And, by a 30% to 70% margin, they said no to $16.3 million to fund the beginning of a dramatic plan for three lakes on the Arkansas River - River Lakes Park - lined with marinas, amphitheatres, tennis courts, ball fields, a golf course, campgrounds, trails, and open space. Its centerpiece would have been a 100-foot-wide shopping and entertainment center spanning the river which would become a nationally-known icon, putting Tulsa on the map.
But the idea of riverfront recreation wasn't dead. There was an ongoing effort to find federal funds to implement part of the plan. And as the city's 1973 diamond jubilee approached, there was a renewed push by Mayor Bob LaFortune to make a river project the focus of the celebration.

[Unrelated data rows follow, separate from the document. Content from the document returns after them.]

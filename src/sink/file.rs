use std::fs::{self, File, OpenOptions};
use std::marker::PhantomData;
use std::path::Path;

use parking_lot::Mutex;
use serde::Serialize;

use crate::error::Result;
use crate::types::{ChainTradeRow, Trade};

/// A record type with a fixed column order.
pub trait CsvRow: Serialize {
    const HEADERS: &'static [&'static str];
}

impl CsvRow for Trade {
    const HEADERS: &'static [&'static str] = &[
        "market_slug",
        "window_start_ts",
        "condition_id",
        "event_id",
        "trade_timestamp",
        "trade_utc",
        "price",
        "size",
        "notional",
        "side",
        "outcome",
        "asset",
        "proxy_wallet",
        "transaction_hash",
        "dedupe_key",
        "timestamp_ms",
        "server_received_ms",
        "trade_time_ms",
    ];
}

impl CsvRow for ChainTradeRow {
    const HEADERS: &'static [&'static str] = &[
        "market_slug",
        "condition_id",
        "tx_hash",
        "log_index",
        "log_uid",
        "block_number",
        "trade_timestamp",
        "trade_utc",
        "proxy_wallet",
        "side",
        "outcome",
        "asset",
        "size",
        "price",
        "notional",
        "fee",
        "maker_asset_id",
        "taker_asset_id",
        "maker_amount_raw",
        "taker_amount_raw",
        "fee_raw",
    ];
}

/// Append-only CSV file. The header goes in only when the file is new or empty; every
/// append is serialized by the lock and flushed.
pub struct CsvSink<T> {
    writer: Mutex<csv::Writer<File>>,
    _row: PhantomData<fn(&T)>,
}

impl<T: CsvRow> CsvSink<T> {
    pub fn open(path: impl AsRef<Path>) -> Result<Self> {
        let path = path.as_ref().to_path_buf();
        if let Some(parent) = path.parent() {
            fs::create_dir_all(parent)?;
        }
        let is_new = fs::metadata(&path).map(|m| m.len() == 0).unwrap_or(true);
        let file = OpenOptions::new().create(true).append(true).open(&path)?;
        let mut writer = csv::WriterBuilder::new().has_headers(false).from_writer(file);
        if is_new {
            writer.write_record(T::HEADERS)?;
            writer.flush()?;
        }
        Ok(Self {
            writer: Mutex::new(writer),
            _row: PhantomData,
        })
    }

    pub fn append(&self, row: &T) -> Result<()> {
        let mut writer = self.writer.lock();
        writer.serialize(row)?;
        writer.flush()?;
        Ok(())
    }

    pub fn flush(&self) -> Result<()> {
        self.writer.lock().flush()?;
        Ok(())
    }
}

/// Writes `rows` to a fresh file (truncating), header first.
pub fn write_rows<T: CsvRow>(path: impl AsRef<Path>, rows: &[T]) -> Result<()> {
    let path = path.as_ref();
    if let Some(parent) = path.parent() {
        fs::create_dir_all(parent)?;
    }
    let mut writer = csv::WriterBuilder::new().has_headers(false).from_path(path)?;
    writer.write_record(T::HEADERS)?;
    for row in rows {
        writer.serialize(row)?;
    }
    writer.flush()?;
    Ok(())
}

#[cfg(test)]
mod tests {
    use super::*;
    use crate::types::Side;

    fn trade(tx: &str, price: Option<f64>) -> Trade {
        Trade {
            market_slug: "btc-updown-5m-1771211700".into(),
            window_start_ts: 1771211700,
            condition_id: "0xcond".into(),
            event_id: "ev".into(),
            trade_timestamp: 1771211800,
            trade_utc: "2026-02-16T03:16:40Z".into(),
            price,
            size: 5.0,
            notional: price.map(|p| p * 5.0),
            side: Side::Sell,
            outcome: "Up".into(),
            asset: "77".into(),
            proxy_wallet: "0xmaker".into(),
            transaction_hash: tx.into(),
            dedupe_key: format!("{tx}|77|SELL"),
            timestamp_ms: Some(1771211800004),
            server_received_ms: None,
            trade_time_ms: Some("2026-02-16T03:16:40.004Z".into()),
        }
    }

    fn read_lines(path: &Path) -> Vec<String> {
        fs::read_to_string(path).unwrap().lines().map(str::to_string).collect()
    }

    #[test]
    fn header_once_across_reopens() {
        let dir = tempfile::tempdir().unwrap();
        let path = dir.path().join("nested").join("trades.csv");

        let sink = CsvSink::<Trade>::open(&path).unwrap();
        sink.append(&trade("0xa", Some(0.5))).unwrap();
        drop(sink);

        let sink = CsvSink::<Trade>::open(&path).unwrap();
        sink.append(&trade("0xb", None)).unwrap();

        let lines = read_lines(&path);
        assert_eq!(lines.len(), 3);
        assert_eq!(lines[0], Trade::HEADERS.join(","));
        assert!(lines[1].contains(",0.5,5.0,2.5,SELL,"));
        // absent price and notional are empty columns
        assert!(lines[2].contains(",,5.0,,SELL,"));
    }

    #[test]
    fn empty_existing_file_gets_header() {
        let dir = tempfile::tempdir().unwrap();
        let path = dir.path().join("trades.csv");
        File::create(&path).unwrap();
        let sink = CsvSink::<Trade>::open(&path).unwrap();
        sink.flush().unwrap();
        assert_eq!(read_lines(&path), vec![Trade::HEADERS.join(",")]);
    }

    #[test]
    fn batch_write_truncates() {
        let dir = tempfile::tempdir().unwrap();
        let path = dir.path().join("out.csv");
        write_rows(&path, &[trade("0xa", Some(0.5)), trade("0xb", Some(0.4))]).unwrap();
        write_rows(&path, &[trade("0xc", Some(0.5))]).unwrap();
        let lines = read_lines(&path);
        assert_eq!(lines.len(), 2);
        assert!(lines[1].contains("0xc"));
    }
}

1973 came and went, but in April 1974, the City Commission and County Commission created the River Parks Authority (RPA), tasked in its trust indenture with "development, redevelopment, preservation and/or renewal of the ... natural resources and community resources known... as the Arkansas River Lakes Park."
At the same time, the Tulsa Urban Renewal Authority (TURA) expanded its west-bank urban renewal area to include both banks of the river between the 11th Street and the Midland Valley railroad bridges, allowing it to supply $2.8 million from the U. S. Department of Housing and Urban Development (HUD) to the RPA for riverfront park development. Work began to extend the east bank bike trail north to 11th Street.
In July 1974, the city received title to the Midland Valley bridge and began plans to convert it to bicycle and pedestrian use. The same month, Jackie Bubenik, a city planner from Lubbock, Texas, was hired as the RPA's director, and the RPA began sifting through development proposals.
Unlike the 1968 plan, this development effort would be narrowly focused on the two-mile stretch between 11th and 31st Streets. Working quickly, in August 1974 RPA selected a group headed by Memphis architect Roy Harrover, whose firm planned the development of that city's Mud Island. The hope was to have a plan in place and construction underway in a year's time. Late that year the design team hosted public workshops to find out what Tulsans wanted along the river.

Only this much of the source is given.